For as long as I can remember, I have always felt like an outsider. One of those sad little wall-flower people, looking in through the window at the cool kids, hanging out, laughing and sharing inside jokes. It’s a cold and lonely place to be.
I remember being on the outside during high school. I was friends with some of the “in-crowd” but never fully accepted. Same thing happened in college. Again, at my jobs.
And OMG, don’t even get me started on the book clubs I have tried!
The common denominator in all of these situations? Me.
Maybe my insecurities have stopped me. Maybe my shyness. Maybe my self-esteem (or lack thereof).
But I know I have something to contribute. I *know* I do. I’m smart. I’m funny. I’m creative. And yet, I still hover around the edges, hoping someone will smile or say hi or take me under their wing, and help me be more comfortable. Am I just having flashbacks to the mean girls in high school?
I recently joined a group, ever the optimist. They have been together for a good amount of time and are well established with each other. I joined because I support what they do for the community and people in need. But at times, I feel like I’m stepping into a rushing crowd with no idea what’s going on. So I either get out-of-the-way or I get trampled. And, there I am, on the sidelines again.
How do I get over this? Give me some tips, please! I have been thinking about leaving the group already (it’s been a few months now). They will go on and continue to do good things. And I will feel like I have failed. Again.
So I ask you: Does it ever get easier to fit in with an established group?
2011/12/28 at 9:58 pm
In some ways I’m still the same insecure, incredibly shy person I was when I was a kid. For me, at least, it doesn’t seem to get easier to put myself out there. It takes a long time for me to feel like I fit in. I think Jade should start an advice column—I’m totally going to follow her advice!
2011/11/22 at 11:14 pm
I have a feeling I know what/who you’re talking about. I truly hope I have not made you feel that way (and only partially because *I* feel that way with that group, too).
It’s so effing hard to… believe in ourselves, take those chances, put ourselves out there. I’m going to have to give Jade’s advice a try, too! 🙂
Love you, lady.
2011/11/16 at 8:36 pm
I struggle with similar issues and I love Jade’s comment. I’m going to remember her advice in future situations, too. Thanks for bringing up this subject!
2011/11/16 at 6:30 pm
Thank you so much for your thoughtful and v helpful response. I really appreciate that you took the time to give such great advice. 🙂
Jade @ Tasting Grace
2011/11/16 at 1:58 am
I get totally insecure too and often don’t know how to put myself out there better with others. But then I made a few friends who all did something I thought was incredibly brilliant: they focused their attention on others. They were always asking tons of thoughtful and caring questions about me (and our other friends & family), and they always noticed new outfits, pretty jewelry, nice haircuts, etc. and just effortlessly flittered genuine compliments off their tongues. And I realized the best way to stop feeling insecure about myself was to stop thinking about ME (and my inadequacies) and start focusing on others.

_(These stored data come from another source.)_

//! Cleaner: raw rows to the canonical transaction table.
//!
//! Row-level problems drop the row and bump a [`DropReport`] counter.
//! Only a timestamp column that fails for every row aborts the run.

use chrono::{DateTime, NaiveDate, NaiveDateTime};
use once_cell::sync::Lazy;
use regex::Regex;
use std::collections::HashSet;

use crate::error::{DataQualityWarning, InputResult, MalformedInputError};
use crate::models::{DropReport, RawRecord, Transaction};

/// Datetime layouts tried in order. Day-first where ambiguous.
const DATETIME_FORMATS: [&str; 8] = [
    "%Y-%m-%d %H:%M:%S%.f",
    "%Y-%m-%dT%H:%M:%S%.f",
    "%Y-%m-%d %H:%M",
    "%d-%m-%Y %H:%M:%S%.f",
    "%d-%m-%Y %H:%M",
    "%d/%m/%Y %H:%M:%S%.f",
    "%d/%m/%Y %H:%M",
    "%Y/%m/%d %H:%M:%S%.f",
];

const DATE_FORMATS: [&str; 4] = ["%Y-%m-%d", "%d-%m-%Y", "%d/%m/%Y", "%Y/%m/%d"];

/// Cell values treated as a missing amount.
const NULL_TOKENS: [&str; 6] = ["nan", "null", "none", "na", "n/a", "-"];

static WHITESPACE: Lazy<Regex> = Lazy::new(|| Regex::new(r"\s+").expect("valid regex"));

/// Amounts containing a comma must use it as a thousands separator.
static GROUPED_THOUSANDS: Lazy<Regex> =
    Lazy::new(|| Regex::new(r"^-?\d{1,3}(,\d{3})+(\.\d+)?$").expect("valid regex"));

/// Output of the cleaning stage
#[derive(Debug, Clone)]
pub struct CleanOutput {
    /// Canonical rows ordered by `txn_time`
    pub transactions: Vec<Transaction>,
    /// Why rows were dropped
    pub drops: DropReport,
}

/// Clean a raw record set.
///
/// Steps: parse timestamps, coerce amounts, normalize strings, drop exact
/// duplicates (first occurrence wins), then order chronologically. Ties keep
/// input order.
pub fn clean(records: &[RawRecord]) -> InputResult<CleanOutput> {
    let mut drops = DropReport {
        input_rows: records.len(),
        ..DropReport::default()
    };

    let mut parsed_timestamps = 0usize;
    let mut seen = HashSet::new();
    let mut transactions = Vec::with_capacity(records.len());

    for (idx, raw) in records.iter().enumerate() {
        let txn_time = parse_timestamp(&raw.txn_time);
        if txn_time.is_some() {
            parsed_timestamps += 1;
        }

        match coerce_row(raw, txn_time) {
            Ok(txn) => {
                if seen.insert(dedup_key(&txn)) {
                    transactions.push(txn);
                } else {
                    drops.record(DataQualityWarning::Duplicate);
                }
            }
            Err(warning) => {
                // +2: header line and 1-based numbering
                log::debug!("Dropping line {}: {}", idx + 2, warning);
                drops.record(warning);
            }
        }
    }

    if !records.is_empty() && parsed_timestamps == 0 {
        let sample = records
            .iter()
            .map(|r| r.txn_time.trim())
            .find(|s| !s.is_empty())
            .unwrap_or("")
            .to_string();
        return Err(MalformedInputError::UnparsableTimestamps {
            column: "txn_time".to_string(),
            sample,
        });
    }

    transactions.sort_by_key(|t| t.txn_time);
    drops.kept_rows = transactions.len();

    Ok(CleanOutput {
        transactions,
        drops,
    })
}

fn coerce_row(
    raw: &RawRecord,
    txn_time: Option<NaiveDateTime>,
) -> Result<Transaction, DataQualityWarning> {
    let account_id = raw.account_id.trim();
    if account_id.is_empty() {
        return Err(DataQualityWarning::MissingAccount);
    }

    let txn_time = txn_time.ok_or(DataQualityWarning::BadTimestamp)?;
    let amount = parse_amount(&raw.amount)?;

    Ok(Transaction {
        account_id: account_id.to_string(),
        txn_time,
        amount,
        txn_type: raw.txn_type.trim().to_string(),
        description: raw.description.trim().to_string(),
        city: normalize_city(&raw.city),
    })
}

type DedupKey = (String, NaiveDateTime, u64, String, String, String);

fn dedup_key(txn: &Transaction) -> DedupKey {
    (
        txn.account_id.clone(),
        txn.txn_time,
        txn.amount.to_bits(),
        txn.txn_type.clone(),
        txn.description.clone(),
        txn.city.clone(),
    )
}

/// Parse a timestamp cell into a timezone-naive datetime.
///
/// Offset-carrying RFC 3339 values keep their wall-clock time.
pub fn parse_timestamp(value: &str) -> Option<NaiveDateTime> {
    let value = value.trim();
    if value.is_empty() {
        return None;
    }

    if let Ok(dt) = DateTime::parse_from_rfc3339(value) {
        return Some(dt.naive_local());
    }

    DATETIME_FORMATS
        .iter()
        .find_map(|fmt| NaiveDateTime::parse_from_str(value, fmt).ok())
        .or_else(|| {
            DATE_FORMATS
                .iter()
                .find_map(|fmt| NaiveDate::parse_from_str(value, fmt).ok())
                .and_then(|d| d.and_hms_opt(0, 0, 0))
        })
}

/// Coerce an amount cell. Missing, non-numeric, non-finite and negative
/// values are rejected with the matching warning.
pub fn parse_amount(value: &str) -> Result<f64, DataQualityWarning> {
    let value = value.trim();
    if value.is_empty() || NULL_TOKENS.iter().any(|t| value.eq_ignore_ascii_case(t)) {
        return Err(DataQualityWarning::MissingAmount);
    }

    // `1,5` is a decimal comma, not fifteen
    if value.contains(',') && !GROUPED_THOUSANDS.is_match(value) {
        return Err(DataQualityWarning::InvalidAmount);
    }

    let cleaned: String = value.chars().filter(|c| *c != ',' && *c != '_').collect();
    let amount: f64 = cleaned
        .parse()
        .map_err(|_| DataQualityWarning::InvalidAmount)?;

    if !amount.is_finite() {
        return Err(DataQualityWarning::InvalidAmount);
    }
    if amount < 0.0 {
        return Err(DataQualityWarning::NegativeAmount);
    }

    // -0.0 compares equal to 0.0 but would dedup and print differently
    Ok(if amount == 0.0 { 0.0 } else { amount })
}

/// Trim, collapse inner whitespace and title-case a city name.
pub fn normalize_city(value: &str) -> String {
    let collapsed = WHITESPACE.replace_all(value.trim(), " ");
    collapsed
        .split(' ')
        .map(title_case_word)
        .collect::<Vec<_>>()
        .join(" ")
}

fn title_case_word(word: &str) -> String {
    let mut chars = word.chars();
    match chars.next() {
        Some(first) => first.to_uppercase().chain(chars.flat_map(char::to_lowercase)).collect(),
        None => String::new(),
    }
}
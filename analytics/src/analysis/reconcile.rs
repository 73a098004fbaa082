//! Reconciler: cross-checks totals between derived tables.
//!
//! A mismatch means an upstream stage has a bug, so every failure is fatal.

use serde::Serialize;

use super::kpi::KpiTables;
use super::pivot::PivotTables;
use super::rfm::RfmProfile;
use crate::error::ReconciliationError;

/// Relative tolerance for amount comparisons.
pub const RELATIVE_TOLERANCE: f64 = 1e-6;

/// A check that passed.
#[derive(Debug, Clone, PartialEq, Serialize)]
pub struct ReconciledCheck {
    pub left: String,
    pub right: String,
    pub value: f64,
}

/// True when `a` and `b` agree within [`RELATIVE_TOLERANCE`] of the larger magnitude.
pub fn within_tolerance(a: f64, b: f64) -> bool {
    (a - b).abs() <= RELATIVE_TOLERANCE * a.abs().max(b.abs())
}

/// Run every cross-table check. Stops at the first disagreement.
pub fn reconcile(
    kpis: &KpiTables,
    pivots: &PivotTables,
    rfm: &[RfmProfile],
) -> Result<Vec<ReconciledCheck>, ReconciliationError> {
    let total_amount = kpis.overall.total_amount;
    let total_txns = kpis.overall.total_txns as f64;

    let amount_checks = [
        ("sum(monthly.gmv)", kpis.monthly.iter().map(|m| m.gmv).sum::<f64>()),
        (
            "sum(city_perf.total_amount)",
            kpis.city_perf.iter().map(|c| c.total_amount).sum::<f64>(),
        ),
        (
            "sum(region_perf.total_amount)",
            kpis.region_perf.iter().map(|r| r.total_amount).sum::<f64>(),
        ),
        ("sum(RFM.monetary)", rfm.iter().map(|p| p.monetary).sum::<f64>()),
        ("pivot_month_city.total", pivots.month_city.grand_total()),
        ("pivot_type_month_amount.total", pivots.type_month_amount.grand_total()),
    ];

    let count_checks = [
        (
            "sum(monthly.txn_count)",
            kpis.monthly.iter().map(|m| m.txn_count).sum::<usize>() as f64,
        ),
        (
            "sum(RFM.frequency)",
            rfm.iter().map(|p| p.frequency).sum::<usize>() as f64,
        ),
        (
            "pivot_type_month_count.total",
            pivots.type_month_count.grand_total() as f64,
        ),
    ];

    let mut passed = Vec::with_capacity(amount_checks.len() + count_checks.len());

    for (name, value) in amount_checks {
        passed.push(check(name, value, "overall.total_amount", total_amount, within_tolerance)?);
    }
    for (name, value) in count_checks {
        passed.push(check(name, value, "overall.total_txns", total_txns, |a, b| a == b)?);
    }

    Ok(passed)
}

fn check(
    left: &str,
    left_value: f64,
    right: &str,
    right_value: f64,
    agree: impl Fn(f64, f64) -> bool,
) -> Result<ReconciledCheck, ReconciliationError> {
    if agree(left_value, right_value) {
        log::debug!("{left} == {right} ({right_value})");
        Ok(ReconciledCheck {
            left: left.to_string(),
            right: right.to_string(),
            value: right_value,
        })
    } else {
        Err(ReconciliationError {
            left: left.to_string(),
            right: right.to_string(),
            left_value,
            right_value,
            difference: left_value - right_value,
        })
    }
}
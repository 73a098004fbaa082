//! Aggregation stages over the derived transaction table.
//!
//! - KPI: overall, monthly, city and region rollups
//! - Pivot: month x city and type x month cross-tabulations
//! - RFM: per-account recency/frequency/monetary quartiles
//! - Cohort: first-activity month and retention
//! - Reconcile: cross-table total checks
//!
//! Every stage reads `&[DerivedTransaction]` (or other stages' outputs) and
//! returns a freshly built table.

pub mod cohort;
pub mod kpi;
pub mod pivot;
pub mod reconcile;
pub mod rfm;

pub use cohort::{build_cohorts, cohort_entries, CohortEntry, CohortRow, CohortTable};
pub use kpi::{aggregate, CityPerf, KpiTables, MonthlyRow, OverallKpis, RegionPerf};
pub use pivot::{build_pivots, PivotTable, PivotTables};
pub use reconcile::{reconcile, ReconciledCheck};
pub use rfm::{compute_rfm, default_reference_date, quantile_ranks, RfmProfile};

Don’t give up on this new group – or yourself! If you genuinely like them, let them know! Tell them when you think they’re looking pretty or did something you admire. Ask them more about themselves – don’t feel shy or that you’re prying. If they don’t want to answer something, just let them skirt around the question. But mostly people love talking about themselves and are flattered by the attention. Eventually they’ll reciprocate and it’ll help draw you out too. I’m sure you’ll find you have a lot you can share when someone asks the right question.
And don’t worry about not being perfect. One, nobody’s perfect. Two, everybody worries about their own imperfections. Three, others are intimidated by people who *appear* perfect, so four…just be yourself. Shift the attention elsewhere, and the more comfortable you are just being you, the easier it will be to enjoy the company of others. 🙂 Good luck, and I hope this helps!